#1
Suatu ketika di April 2013 saya kedatangan seorang
mahasiswa Ekonomi dari sebuah perguruan tinggi. Pada tahun itu saya masih rajin
dalam kegiatan sastra komunal di Kota Minyak, dan dia sedang bersemangat untuk
menekuni kegiatan tulis-menulis, meskipun saya belum pernah membaca tulisannya.
Saya jarang sekali bertemu dengannya karena kesibukannya entah apa saja.
Kami pun ngobrol seputar dunia penulisan dan sastra.

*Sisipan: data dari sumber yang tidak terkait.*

// 该文件是 Lubiao （路标） 项目的一部分。
// src/input/gstreamer_input.rs - GStreamer 视频文件输入
//
// 本文件根据 Apache 许可证第 2.0 版（以下简称“许可证”）授权使用；
// 除非遵守该许可证条款，否则您不得使用本文件。
// 您可通过以下网址获取许可证副本：
// http://www.apache.org/licenses/LICENSE-2.0
// 除非适用法律要求或书面同意，根据本许可协议分发的软件均按“原样”提供，
// 不附带任何形式的明示或暗示的保证或条件。
// 有关许可权限与限制的具体条款，请参阅本许可协议。
//
// Copyright (C) 2026 Johann Li <me@qinka.pro>, Wareless Group

//! # GStreamer 视频输入模块
//!
//! 通过 `filesrc ! decodebin ! videoconvert ! appsink` 管道逐帧解码视频文件。
//! appsink 不丢帧，`pull_sample` 在流结束时返回错误，迭代随之结束。
//!
//! ## 系统依赖
//!
//! **Ubuntu/Debian:**
//! ```bash
//! sudo apt-get install libgstreamer1.0-dev libgstreamer-plugins-base1.0-dev gstreamer1.0-libav
//! ```

use std::path::Path;

use gstreamer::{self as gst, prelude::*};
use gstreamer_app as gst_app;
use gstreamer_video as gst_video;
use tracing::{debug, error, info};

use crate::{frame::RgbFrame, input::VideoInputError};

const PULL_TIMEOUT_MS: u64 = 100;

fn pipeline_description(path: &Path) -> String {
  format!(
    "filesrc location=\"{}\" ! decodebin ! videoconvert ! video/x-raw,format=RGB ! \
     appsink name=sink sync=false max-buffers=4 drop=false",
    path.display()
  )
}

pub struct GStreamerVideoInput {
  pipeline: gst::Pipeline,
  appsink: gst_app::AppSink,
  frame_index: u64,
  finished: bool,
}

impl GStreamerVideoInput {
  pub fn open(path: impl AsRef<Path>) -> Result<Self, VideoInputError> {
    gst::init()?;

    let description = pipeline_description(path.as_ref());
    info!("GStreamer pipeline description: {}", description);

    let pipeline = gst::parse::launch(&description)?
      .downcast::<gst::Pipeline>()
      .map_err(|_| VideoInputError::PipelineError("Failed to create pipeline".to_string()))?;

    let appsink = pipeline
      .by_name("sink")
      .ok_or_else(|| VideoInputError::PipelineError("Failed to get appsink element".to_string()))?
      .downcast::<gst_app::AppSink>()
      .map_err(|_| {
        VideoInputError::PipelineError("Failed to convert element to appsink".to_string())
      })?;

    pipeline.set_state(gst::State::Playing)?;

    Ok(GStreamerVideoInput {
      pipeline,
      appsink,
      frame_index: 0,
      finished: false,
    })
  }
}

impl Drop for GStreamerVideoInput {
  fn drop(&mut self) {
    if let Err(e) = self.pipeline.set_state(gst::State::Null) {
      tracing::warn!("Failed to stop GStreamer pipeline: {}", e);
    }
  }
}

impl GStreamerVideoInput {
  /// 取出管道总线上的错误；解码失败时 appsink 收不到 EOS，只能从这里得知
  fn pipeline_error(&self) -> Option<String> {
    let bus = self.pipeline.bus()?;
    let msg = bus.pop_filtered(&[gst::MessageType::Error])?;
    match msg.view() {
      gst::MessageView::Error(err) => Some(match err.debug() {
        Some(debug) => format!("{} ({})", err.error(), debug),
        None => err.error().to_string(),
      }),
      _ => None,
    }
  }

  fn pull_frame(&mut self) -> Option<Result<RgbFrame, VideoInputError>> {
    loop {
      if let Some(sample) = self
        .appsink
        .try_pull_sample(gst::ClockTime::from_mseconds(PULL_TIMEOUT_MS))
      {
        return Some(convert_sample(sample));
      }
      if self.appsink.is_eos() {
        debug!("视频读取结束，共 {} 帧", self.frame_index);
        return None;
      }
      if let Some(e) = self.pipeline_error() {
        return Some(Err(VideoInputError::PipelineError(e)));
      }
    }
  }
}

impl Iterator for GStreamerVideoInput {
  type Item = RgbFrame;

  fn next(&mut self) -> Option<Self::Item> {
    if self.finished {
      return None;
    }

    match self.pull_frame() {
      Some(Ok(frame)) => {
        self.frame_index += 1;
        Some(frame)
      }
      Some(Err(e)) => {
        error!("读取第 {} 帧失败: {}", self.frame_index, e);
        self.finished = true;
        None
      }
      None => {
        self.finished = true;
        None
      }
    }
  }
}

fn convert_sample(sample: gst::Sample) -> Result<RgbFrame, VideoInputError> {
  let buffer = sample
    .buffer()
    .ok_or_else(|| VideoInputError::PipelineError("No buffer in sample".to_string()))?;
  let caps = sample
    .caps()
    .ok_or_else(|| VideoInputError::PipelineError("No caps in sample".to_string()))?;

  let video_info = gst_video::VideoInfo::from_caps(caps)
    .map_err(|_| VideoInputError::PipelineError("Failed to get video info from caps".to_string()))?;
  if video_info.format() != gst_video::VideoFormat::Rgb {
    return Err(VideoInputError::PipelineError(format!(
      "Unsupported video format {:?}",
      video_info.format()
    )));
  }

  let width = video_info.width();
  let height = video_info.height();
  let stride = video_info.stride()[0] as usize;
  let row = width as usize * 3;

  let map = buffer.map_readable().map_err(|e| {
    VideoInputError::PipelineError(format!("Failed to map buffer for reading: {}", e))
  })?;
  let data = map.as_slice();
  if data.len() < stride * (height as usize).saturating_sub(1) + row {
    return Err(VideoInputError::PipelineError(format!(
      "Buffer size mismatch: {} bytes for {}x{} stride {}",
      data.len(),
      width,
      height,
      stride
    )));
  }

  // 去掉每行末尾的对齐填充
  let mut frame = RgbFrame::with_shape(width, height);
  for (y, dst) in frame.as_mut().chunks_exact_mut(row).enumerate() {
    let offset = y * stride;
    dst.copy_from_slice(&data[offset..offset + row]);
  }

  Ok(frame)
}

#[cfg(test)]
mod tests {
  use super::*;

  #[test]
  fn location_is_quoted() {
    let desc = pipeline_description(Path::new("/tmp/my clip.mp4"));
    assert!(desc.starts_with("filesrc location=\"/tmp/my clip.mp4\" ! decodebin"));
    assert!(desc.contains("drop=false"));
  }

  #[test]
  fn undecodable_file_ends_the_stream() {
    let dir = tempfile::tempdir().unwrap();
    let path = dir.path().join("garbage.mp4");
    std::fs::write(&path, b"this is not a video container at all").unwrap();

    // 管道可能在打开时就失败，也可能在播放后才在总线上报错；两种情况都不能阻塞
    match GStreamerVideoInput::open(&path) {
      Ok(mut input) => {
        assert!(input.next().is_none());
        assert!(input.next().is_none());
      }
      Err(_) => {}
    }
  }
}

Tentu saja obrolan menjadi asyik ketika ditemani segelas kopi hitam, yang
masing-masing meraciknya sendiri. Kebiasaan saya untuk membiarkan tamu meracik
kopinya sendiri karena saya tidak tahu takaran kopi-gula-air yang sesuai dengan
selera lidah tamu.
Walaupun saya bukanlah seorang penulis berpengalaman
apalagi terkenal, paling tidak, usia kepenulisan saya sudah agak lebih lama
dibanding dirinya. Maka saya menceritakan pengalaman saya dalam belajar menulis
secara gratis tanpa seorang guru pun sampai menjadikan kegiatan menulis sebagai
gaya hidup saya. Ya, gaya hidup pilihan pribadi saya, kendati saya tidak bisa
bergaya dalam tulis-menulis.
Dia juga menceritakan kegiatannya di kampus, selain
kuliah reguler, sampai tertarik untuk belajar tulis-menulis. Tapi dia tidak
tahu pada siapa dia bisa belajar dan bisa benar-benar menguasai tulis-menulis.
Di Balikpapan dan kampusnya, kegiatan tulis-menulis, terlebih sastra, tidak
menjadi bagian dalam budaya mahasiswa. Di samping tidak ada majalah kampus,
juga tidak ada majalah dinding. Mayoritas mahasiswa di kampusnya adalah para
pekerja. Kuliah hanya ‘sekadar’, dan gelar sarjana tidak lebih demi
meningkatkan taraf hidup, baik gaji maupun karier.
Apa yang disampaikannya itu bukanlah hal baru bagi
saya. Kota Balikpapan dibangun oleh minyak. Orang-orang datang ke sini hanya
satu tujuan : uang, baik sebagai pekerja di sektor minyak maupun sektor
sekitarnya.
Saya mengamati, sebagian dari mereka yang berpendidikan tinggi, ujung-ujungnya hanya berorientasi pada uang. Pergaulan antarmahasiswa berkisar pada pekerjaan karena bekerja dan mendapat uang merupakan gengsi dalam pergaulan mereka. Pilihan dia di ekstrakurikuler pun, tidak lebih, sebagai pencitraan agar disebut sebagai aktifis.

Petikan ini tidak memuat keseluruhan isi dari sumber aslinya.